■ **EXERCISE DIRECTIONS**
Every line below that has "Option" in it should be copied.

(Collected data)
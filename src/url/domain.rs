use url::Url;

/// Extracts the domain from a URL
///
/// This function retrieves the host portion of a URL and converts it to lowercase.
///
/// # Arguments
///
/// * `url` - The URL to extract the domain from
///
/// # Returns
///
/// * `Some(String)` - The lowercase domain/host
/// * `None` - If the URL has no host
///
/// # Examples
///
/// ```
/// use url::Url;
/// use site_crawler::url::extract_domain;
///
/// let url = Url::parse("https://EXAMPLE.COM/path").unwrap();
/// assert_eq!(extract_domain(&url), Some("example.com".to_string()));
/// ```
pub fn extract_domain(url: &Url) -> Option<String> {
    url.host_str().map(|h| h.to_lowercase())
}

/// Parses `url_str` and returns its lowercase hostname
///
/// Returns `None` when the string is not an absolute URL or has no host.
pub fn domain_of(url_str: &str) -> Option<String> {
    Url::parse(url_str).ok().as_ref().and_then(extract_domain)
}

/// `scheme://host[:port]` of a URL, without a trailing slash
///
/// The port is only present when it is not the scheme's default.
pub fn origin_of(url: &Url) -> Option<String> {
    let host = url.host_str()?;
    Some(match url.port() {
        Some(port) => format!("{}://{}:{}", url.scheme(), host, port),
        None => format!("{}://{}", url.scheme(), host),
    })
}

/// Normalized homepage URL (`origin/`) of the site `url` belongs to
pub fn homepage_url(url: &Url) -> Option<String> {
    origin_of(url).map(|origin| format!("{}/", origin))
}

/// True when `url` is the site root, written with or without the trailing slash
pub fn is_homepage(url: &str, origin: &str) -> bool {
    url == origin || url.strip_prefix(origin) == Some("/")
}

■ **RESPONSE AREA**
pub fn extract_domain(url: &Url) -> Option<String> {
pub fn domain_of(url_str: &str) -> Option<String> {
pub fn origin_of(url: &Url) -> Option<String> {
pub fn homepage_url(url: &Url) -> Option<String> {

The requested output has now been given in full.